Hey, if you guys like old glass, check your local salvage yards. The latest fad perpetuated by the vinyl industry is to convince people to rip out their perfectly good century-old wood windows and replace them with crappy vinyl windows which are supposed to be more energy-efficient, but usually aren't. (The victims of this fraud could have weatherized their beautiful old windows for half the cost and twice the aesthetic appeal.)
So, the old windows end up in a dumpster (yours for free) or a salvage yard (yours for a song) complete with all that lovely old rippled glass. Until three months ago I worked at a company with a salvage yard, and we had to turn people away with whole windows still in their frames, because we had so many we couldn't take more, and that was despite
*giving* them away, literally.

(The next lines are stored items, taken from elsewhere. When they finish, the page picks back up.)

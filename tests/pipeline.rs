//! Merge-and-reconcile pipeline tests.
//!
//! Exercises the path from captured page artifacts to store contents,
//! against an in-memory ledger standing in for the remote collection.

use std::collections::HashMap;
use std::path::{Path, PathBuf};
use std::sync::Mutex;

use async_trait::async_trait;
use tempfile::TempDir;

use notamsync::models::NotamRecord;
use notamsync::repository::{NotamStore, ReconcilePolicy, Reconciler, StoreError};
use notamsync::services::merge_artifacts;

/// Ledger store: remembers rows by natural key and every batch size seen.
#[derive(Default)]
struct LedgerStore {
    rows: Mutex<HashMap<String, NotamRecord>>,
    batch_sizes: Mutex<Vec<usize>>,
}

#[async_trait]
impl NotamStore for LedgerStore {
    async fn upsert(&self, records: &[NotamRecord]) -> Result<(), StoreError> {
        self.batch_sizes.lock().unwrap().push(records.len());
        let mut rows = self.rows.lock().unwrap();
        for record in records {
            rows.insert(record.notam_id.clone(), record.clone());
        }
        Ok(())
    }

    async fn delete_all(&self) -> Result<(), StoreError> {
        self.rows.lock().unwrap().clear();
        Ok(())
    }
}

fn write_artifact(dir: &Path, page: u32, rows: &[(&str, &str)]) -> PathBuf {
    let mut body = String::from(
        "<html><body><table>\
         <tr><th>NOTAM No</th><th>E) TEXT</th>\
         <th>Start Date(UTC)</th><th>End Date(UTC)</th></tr>",
    );
    for (id, content) in rows {
        body.push_str(&format!(
            "<tr><td>{id}</td><td>{content}</td>\
             <td>2026-01-01 00:00</td><td>2026-06-01 00:00</td></tr>"
        ));
    }
    body.push_str("</table></body></html>");

    let path = dir.join(format!("page_{page}_notam_list.xls"));
    std::fs::write(&path, body).unwrap();
    path
}

#[tokio::test]
async fn merged_pages_land_in_the_store_deduplicated() {
    let dir = TempDir::new().unwrap();
    let page1 = write_artifact(
        dir.path(),
        1,
        &[
            ("A0001/26", "OBST LGT U/S 3726N12706E"),
            ("A0002/26", "TWY B CLSD"),
        ],
    );
    // Page 2 re-shows A0002/26: pagination desync corrected at merge time.
    let page2 = write_artifact(
        dir.path(),
        2,
        &[
            ("A0002/26", "TWY B CLSD (REPEATED)"),
            ("B0100/26", "AIRSPACE RESTRICTED 3300S15100E"),
        ],
    );

    let merged = merge_artifacts(&[page1, page2]);
    assert_eq!(merged.records.len(), 3);
    assert_eq!(merged.duplicates_dropped, 1);

    let store = LedgerStore::default();
    let reconciler = Reconciler::new(ReconcilePolicy::Upsert, 2);
    let batches = reconciler.reconcile(&store, &merged.records).await.unwrap();
    assert_eq!(batches, 2);
    assert_eq!(store.batch_sizes.lock().unwrap().as_slice(), [2, 1]);

    let rows = store.rows.lock().unwrap();
    assert_eq!(rows.len(), 3);

    // First-seen body wins for the duplicated key.
    assert_eq!(rows["A0002/26"].content, "TWY B CLSD");

    // Coordinates derived during projection survive the round trip.
    let northern = &rows["A0001/26"];
    assert!((northern.latitude - (37.0 + 26.0 / 60.0)).abs() < 1e-9);
    assert!((northern.longitude - (127.0 + 6.0 / 60.0)).abs() < 1e-9);

    let southern = &rows["B0100/26"];
    assert!(southern.latitude < 0.0);
    assert!(southern.longitude > 0.0);

    // No coordinate token on A0002/26: fallback location, not a dropped row.
    assert!((rows["A0002/26"].latitude - 37.5665).abs() < 1e-9);
}

#[tokio::test]
async fn corrupt_middle_page_does_not_poison_the_run() {
    let dir = TempDir::new().unwrap();
    let page1 = write_artifact(dir.path(), 1, &[("A0001/26", "ONE")]);
    let corrupt = dir.path().join("page_2_notam_list.xls");
    std::fs::write(&corrupt, "<<< truncated download >>>").unwrap();
    let page3 = write_artifact(dir.path(), 3, &[("C0003/26", "THREE")]);

    let merged = merge_artifacts(&[page1, corrupt, page3]);
    assert_eq!(merged.artifacts_used, 2);
    assert_eq!(merged.artifacts_skipped, 1);

    let store = LedgerStore::default();
    let reconciler = Reconciler::new(ReconcilePolicy::Upsert, 100);
    reconciler.reconcile(&store, &merged.records).await.unwrap();

    let rows = store.rows.lock().unwrap();
    assert_eq!(rows.len(), 2);
    assert!(rows.contains_key("A0001/26"));
    assert!(rows.contains_key("C0003/26"));
}

#[tokio::test]
async fn replace_policy_mirrors_the_source_exactly() {
    let dir = TempDir::new().unwrap();
    let page1 = write_artifact(dir.path(), 1, &[("A0001/26", "CURRENT")]);

    let store = LedgerStore::default();
    // A previous run left an expired notice behind.
    store
        .upsert(&[NotamRecord {
            notam_id: "Z9999/24".to_string(),
            series: "Z".to_string(),
            content: "EXPIRED".to_string(),
            latitude: 37.5665,
            longitude: 126.978,
            start_date: String::new(),
            end_date: String::new(),
        }])
        .await
        .unwrap();

    let merged = merge_artifacts(&[page1]);
    let reconciler = Reconciler::new(ReconcilePolicy::Replace, 100);
    reconciler.reconcile(&store, &merged.records).await.unwrap();

    let rows = store.rows.lock().unwrap();
    assert_eq!(rows.len(), 1);
    assert!(rows.contains_key("A0001/26"));
    assert!(!rows.contains_key("Z9999/24"));
}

The non-profit salvage yard down the street from my house has hundreds of old windows with their original glass, all dirt-cheap.
Portland, OR. Our salvage contacts in a number of other regions are experiencing the same phenomenon, but if it's not the case in your area, perhaps the vinyl-window sellers haven't hit yet... or maybe they hit earlier, and people are trying to undo the damage.
In which case, you're in a prime position to take a truck to either the NW or the Midwest, and load up on windows for resale in your area! ;)
In St Louis there doesn't seem to be "salvage" for sale, not like other places. I've been in one shop, years ago, with unbelievably high prices for very plain stuff, but that's the only place I've ever found. A neighbor of mine runs an upscale boutique specializing in decorating stuff, and her yard and house are filled with salvage -- mostly trucked in from Chicago due to the local lack. At least that's what I hear.
LOL! The reason for that is probably that we send a truck out twice a year and buy all the salvage we can get our hands on... I suspect that the salvage market may be dry there because all the salvagers sell to out-of-staters. I hate to tell you, and sometimes it makes me sad to see so much beautiful architectural salvage displaced in a sort of salvage diaspora, but my store (I keep saying that even though I quit three months ago... but I have deep ties to it that I can't quite shake) considers St. Louis, along with several other cities, to be absolute goldmines of salvage.